## DIRECTIONS FOR THIS TASK
Show each line of the listing in which the word "second" occurs.

## RECORDS FOR THE EXERCISE
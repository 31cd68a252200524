//! Engine behaviour over realistic shader sets
//!
//! Runs through the public `shady-core` API only: sources in, expansions out.

mod common;

use chrono::{DateTime, TimeZone, Utc};
use common::body;
use shady_core::{CacheStamp, Diagnostic, ExpandOptions, Shader, ShaderIndex, ShaderSource, classify_all};

fn modified() -> DateTime<Utc> {
    Utc.with_ymd_and_hms(2024, 3, 1, 12, 0, 0).unwrap()
}

fn build(sources: &[ShaderSource]) -> (ShaderIndex, Vec<Diagnostic>) {
    classify_all(sources.iter().map(Shader::from_source).collect(), 4).unwrap()
}

fn fresh(name: &str, text: &str) -> ShaderSource {
    ShaderSource::new(name, text, modified())
}

fn cached(name: &str, text: &str) -> ShaderSource {
    fresh(name, text).with_cached_header(CacheStamp::new(modified()).header())
}

fn library() -> Vec<ShaderSource> {
    vec![
        fresh(
            "noise.fsh",
            "#define NOISE_SCALE 3.0\n\
             float hash(vec2 p)\n\
             {\n    return fract(sin(dot(p, vec2(12.9898, 78.233))) * 43758.5453);\n}\n\
             #pragma shady: macro_begin GRAIN\n\
             gl_FragColor.rgb *= 0.95;\n\
             #pragma shady: macro_end\n",
        ),
        fresh(
            "blur.fsh",
            "#pragma shady: import(noise.hash)\n\
             varying vec2 v_vTexcoord;\n\
             uniform sampler2D gm_BaseTexture;\n\
             vec4 blur(vec2 uv)\n\
             {\n    return texture2D(gm_BaseTexture, uv) * hash(uv);\n}\n\
             void main()\n\
             {\n    gl_FragColor = blur(v_vTexcoord);\n}\n",
        ),
        fresh(
            "post.fsh",
            "#pragma shady: import(blur)\n\
             #pragma shady: import(noise.hash)\n\
             varying vec2 v_vTexcoord;\n\
             void main()\n\
             {\n    gl_FragColor = blur(v_vTexcoord);\n\
             \x20   #pragma shady: inline(noise.GRAIN)\n\
             \x20   #pragma shady: inline(noise.GRAIN)\n}\n",
        ),
        fresh("post_hq.fsh", "#pragma shady: variant(post, HIGH_QUALITY, USE_GRAIN)\n"),
    ]
}

#[test]
fn test_no_directive_survives_expansion() {
    let (index, diagnostics) = build(&library());
    assert!(diagnostics.is_empty());

    for expansion in index.expand_all(&ExpandOptions::default()) {
        assert!(
            !expansion.text.contains("#pragma shady:"),
            "{} still has a directive:\n{}",
            expansion.name,
            expansion.text
        );
        assert!(expansion.diagnostics.is_empty(), "{:?}", expansion.diagnostics);
    }
}

#[test]
fn test_non_macro_regions_appear_once() {
    let (index, _) = build(&library());
    let post = index.expand("post.fsh", &ExpandOptions::default()).unwrap();

    // `hash` arrives through blur, the direct import of it is skipped
    assert_eq!(post.text.matches("// begin import noise.fsh.hash").count(), 1);
    assert_eq!(post.text.matches("float hash(vec2 p)").count(), 1);
    assert_eq!(post.text.matches("// begin import blur.fsh.__shady_export").count(), 1);
    assert!(!post.text.contains("uniform sampler2D gm_BaseTexture;"));
}

#[test]
fn test_each_inline_is_a_copy() {
    let (index, _) = build(&library());
    let post = index.expand("post.fsh", &ExpandOptions::default()).unwrap();
    assert_eq!(post.text.matches("gl_FragColor.rgb *= 0.95;").count(), 2);
}

#[test]
fn test_variant_wraps_base_expansion() {
    let (index, _) = build(&library());
    let variant = index.expand("post_hq.fsh", &ExpandOptions::default()).unwrap();
    let base = index.expand("post.fsh", &ExpandOptions::default()).unwrap();

    let lines = body(&variant.text);
    assert_eq!(&lines[..4], ["// variant of post.fsh", "#define HIGH_QUALITY", "#define USE_GRAIN", ""]);
    assert_eq!(&lines[4..], body(&base.text).as_slice());
}

#[test]
fn test_import_symbol_scenario() {
    let (index, _) = build(&[
        fresh("a.fsh", "#pragma shady: import(b.c)\nvoid main() {}\n"),
        fresh("b.fsh", "float c = 1.0;\n"),
    ]);
    let a = index.expand("a.fsh", &ExpandOptions::default()).unwrap();
    assert!(a.modified);
    assert_eq!(
        body(&a.text),
        ["// begin import b.fsh.c", "#line 1", "float c = 1.0;", "// end import b.fsh.c", "#line 2", "void main() {}"]
    );
}

#[test]
fn test_missing_region_is_one_error() {
    let (index, _) = build(&[
        fresh("a.fsh", "float before = 0.0;\n#pragma shady: import(b.missing)\nfloat after = 1.0;\n"),
        fresh("b.fsh", "float c = 1.0;\n"),
    ]);
    let a = index.expand("a.fsh", &ExpandOptions::default()).unwrap();
    assert_eq!(a.diagnostics.len(), 1);
    assert_eq!(
        a.diagnostics[0].to_string(),
        "Import Error in a.fsh, line 2: Cannot import 'missing' from 'b.fsh', identifier doesn't exist!"
    );
    assert_eq!(body(&a.text), ["#line 1", "float before = 0.0;", "#line 3", "float after = 1.0;"]);
}

#[test]
fn test_skip_compilation_ignores_everything_else() {
    let (index, _) = build(&[fresh(
        "s.fsh",
        "#pragma shady: variant(base, X)\nfloat x = 1.0;\n#pragma shady: skip_compilation\nvoid main() { discard; }\n",
    )]);
    let s = index.expand("s.fsh", &ExpandOptions::default()).unwrap();
    assert_eq!(body(&s.text), ["// shader skipped by skip_compilation", "void main() {}"]);
}

#[test]
fn test_cached_inputs_expand_identically() {
    let sources = [
        cached("a.fsh", "#pragma shady: import(b)\nvoid main() {}\n"),
        cached("b.fsh", "float b = 1.0;\n"),
    ];
    let (first, _) = build(&sources);
    let (second, _) = build(&sources);

    let a1 = first.expand("a.fsh", &ExpandOptions::default()).unwrap();
    let a2 = second.expand("a.fsh", &ExpandOptions::default()).unwrap();
    assert_eq!(a1.text, a2.text);
    assert!(!a1.dirty);
    assert!(a1.text.starts_with(&CacheStamp::new(modified()).header()));
}

#[test]
fn test_dirty_propagates_from_imports() {
    let (index, _) = build(&[
        cached("a.fsh", "#pragma shady: import(b)\nvoid main() {}\n"),
        fresh("b.fsh", "float b = 2.0;\n"),
        cached("c.fsh", "#pragma shady: inline(b)\nvoid main() {}\n"),
        cached("v.fsh", "#pragma shady: variant(b)\n"),
    ]);
    let options = ExpandOptions::default();
    assert!(index.expand("a.fsh", &options).unwrap().dirty);
    assert!(index.expand("c.fsh", &options).unwrap().dirty);
    assert!(index.expand("v.fsh", &options).unwrap().dirty);
    assert!(index.expand("b.fsh", &options).unwrap().dirty);
}

#[test]
fn test_dirty_propagates_through_import_chain() {
    let (index, _) = build(&[
        cached("a.fsh", "#pragma shady: import(b)\nvoid main() {}\n"),
        cached("b.fsh", "#pragma shady: import(c)\nfloat b = 2.0;\n"),
        fresh("c.fsh", "float c = 3.0;\n"),
    ]);
    let options = ExpandOptions::default();
    let a = index.expand("a.fsh", &options).unwrap();
    assert!(a.dirty);
    assert!(a.text.contains("float c = 3.0;"));
    assert!(index.expand("b.fsh", &options).unwrap().dirty);
}

#[test]
fn test_foreign_extension_import() {
    let (index, _) = build(&[
        fresh("a.fsh", "#pragma shady: import(shared.vsh.scale)\nvoid main() {}\n"),
        fresh("shared.vsh", "float scale = 2.0;\nvoid main() {}\n"),
    ]);
    let a = index.expand("a.fsh", &ExpandOptions::default()).unwrap();
    assert!(a.text.contains("// begin import shared.vsh.scale\n#line 1\nfloat scale = 2.0;\n"));
}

## SOLUTION
    let (second, _) = build(&sources);
    let a2 = second.expand("a.fsh", &ExpandOptions::default()).unwrap();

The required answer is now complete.